═══ Materials provided
#![allow(clippy::module_inception)]

use std::fmt::Display;

pub mod cli;
pub mod errors;
pub mod lexer;
pub mod macros;
pub mod report;

extern crate regex;

pub use lexer::lexer::{scan, Scan};
pub use lexer::table::{tokenize, TokenTable};

/// Byte offset into the scanned source.
#[derive(Debug, Clone, Copy, PartialEq, Eq, PartialOrd, Ord, Hash, Default)]
pub struct Position(pub usize);

impl Position {
    pub fn null() -> Self {
        Position(0)
    }
}

impl Display for Position {
    fn fmt(&self, f: &mut std::fmt::Formatter<'_>) -> std::fmt::Result {
        write!(f, "{}", self.0)
    }
}

#[derive(Debug, Clone, Copy, PartialEq, Eq, Hash)]
pub struct Span {
    pub start: Position,
    pub end: Position,
}

impl Span {
    pub fn len(&self) -> usize {
        self.end.0 - self.start.0
    }

    pub fn is_empty(&self) -> bool {
        self.start == self.end
    }
}

impl Display for Span {
    fn fmt(&self, f: &mut std::fmt::Formatter<'_>) -> std::fmt::Result {
        write!(f, "{}..{}", self.start, self.end)
    }
}

/// Finds the line holding byte `pos` of `content`.
///
/// Returns the 1-based line number, the line text (with its terminator) and
/// the column of `pos` inside that line, counted in characters.
pub fn get_line_at_position(content: &str, pos: usize) -> Option<(usize, String, usize)> {
    if pos >= content.len() {
        return None;
    }

    let mut start = 0;

    for (index, line) in content.split_inclusive('\n').enumerate() {
        let end = start + line.len();

        if (start..end).contains(&pos) {
            let column = line.get(..pos - start)?.chars().count();
            return Some((index + 1, line.to_string(), column));
        }

        start = end;
    }

    None
}

#[cfg(test)]
mod tests {
    const CONTENT: &str = "Hello, world!\nint x;\n\n  Testing { }\n";

    #[test]
    fn test_get_line_at_position() {
        let (line_number, line, line_pos) = super::get_line_at_position(CONTENT, 10).unwrap();
        assert_eq!(line_number, 1);
        assert_eq!(line, "Hello, world!\n");
        assert_eq!(line_pos, 10);

        let (line_number, line, line_pos) = super::get_line_at_position(CONTENT, 32).unwrap();
        assert_eq!(line_number, 4);
        assert_eq!(line, "  Testing { }\n");
        assert_eq!(line_pos, 10);
    }

    #[test]
    fn test_get_line_at_position_counts_chars() {
        let (line_number, _, line_pos) = super::get_line_at_position("é = @", 5).unwrap();
        assert_eq!(line_number, 1);
        assert_eq!(line_pos, 4);
    }

    #[test]
    fn test_get_line_at_position_out_of_range() {
        assert!(super::get_line_at_position(CONTENT, CONTENT.len()).is_none());
        assert!(super::get_line_at_position("", 0).is_none());
    }

    #[test]
    fn test_span_display() {
        let span = super::Span {
            start: super::Position(3),
            end: super::Position(7),
        };
        assert_eq!(span.to_string(), "3..7");
        assert_eq!(span.len(), 4);
        assert!(!span.is_empty());
    }

    #[test]
    fn test_span_offsets_past_u32() {
        let start = u32::MAX as usize + 10;
        let span = super::Span {
            start: super::Position(start),
            end: super::Position(start + 3),
        };
        assert_eq!(span.len(), 3);
        assert_eq!(span.to_string(), format!("{}..{}", start, start + 3));
    }
}
use std::io::{self, Write};

use crate::{
    errors::errors::{Error, ErrorTip},
    get_line_at_position,
    lexer::{lexer::Scan, table::TokenTable},
};

/// Consumer of a finished [`TokenTable`].
pub trait Reporter {
    fn report(&mut self, table: &TokenTable) -> io::Result<()>;
}

/// Writes the count table in the console format of [`format_table`].
pub struct ConsoleReporter<W: Write> {
    out: W,
}

impl<W: Write> ConsoleReporter<W> {
    pub fn new(out: W) -> Self {
        ConsoleReporter { out }
    }

    pub fn into_inner(self) -> W {
        self.out
    }
}

impl<W: Write> Reporter for ConsoleReporter<W> {
    fn report(&mut self, table: &TokenTable) -> io::Result<()> {
        self.out.write_all(format_table(table).as_bytes())?;
        self.out.flush()
    }
}

/// One `LABEL: text[count], ...` line per non-empty kind, then the grand total.
pub fn format_table(table: &TokenTable) -> String {
    let mut out = String::new();

    for (kind, counts) in table.iter() {
        if counts.is_empty() {
            continue;
        }

        let formatted = counts
            .iter()
            .map(|(text, count)| format!("{}[{}]", text, count))
            .collect::<Vec<String>>()
            .join(", ");
        out.push_str(&format!("{}: {}\n", kind, formatted));
    }

    out.push_str(&format!("\nTotal tokens found: {}\n", table.total()));
    out
}

pub fn format_tokens(scan: &Scan) -> String {
    let mut out = String::new();

    for token in &scan.tokens {
        out.push_str(&format!("{}\n", token));
    }

    out
}

pub fn render_diagnostic(error: &Error, source: &str, name: &str) -> String {
    /*
        Error: name (tip)
        -> file.c
          |
        3 | int x = @;
          | --------^
    */

    let mut out = String::new();

    if let ErrorTip::None = error.get_tip() {
        out.push_str(&format!("Error: {}\n", error.get_error_name()));
    } else {
        out.push_str(&format!("Error: {} ({})\n", error.get_error_name(), error.get_tip()));
    }
    out.push_str(&format!("-> {}\n", name));

    let Some((line, line_text, line_pos)) = get_line_at_position(source, error.get_position().0)
    else {
        return out;
    };

    let line_str = line.to_string();
    let padding = line_str.len() + 2;

    let (line_text_removed, removed_whitespace) = remove_starting_whitespace(&line_text);
    let arrows = line_pos.saturating_sub(removed_whitespace) + 1;

    out.push_str(&format!("{:>padding$}\n", "|"));
    out.push_str(&format!("{} | {}\n", line_str, line_text_removed.trim_end()));
    out.push_str(&format!("{:>padding$} {:->arrows$}\n", "|", "^"));

    out
}

fn remove_starting_whitespace(string: &str) -> (&str, usize) {
    let trimmed = string.trim_start_matches([' ', '\t']);
    let removed = string.len() - trimmed.len();

    (trimmed, removed)
}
══════
### Exercise requirements
Beginning at the first line of the records, retype exactly every line up to and including the one with "impl Display for Position".

### Solution for this task
#![allow(clippy::module_inception)]

use std::fmt::Display;

pub mod cli;
pub mod errors;
pub mod lexer;
pub mod macros;
pub mod report;

extern crate regex;

pub use lexer::lexer::{scan, Scan};
pub use lexer::table::{tokenize, TokenTable};

/// Byte offset into the scanned source.
#[derive(Debug, Clone, Copy, PartialEq, Eq, PartialOrd, Ord, Hash, Default)]
pub struct Position(pub usize);

impl Position {
    pub fn null() -> Self {
        Position(0)
    }
}

impl Display for Position {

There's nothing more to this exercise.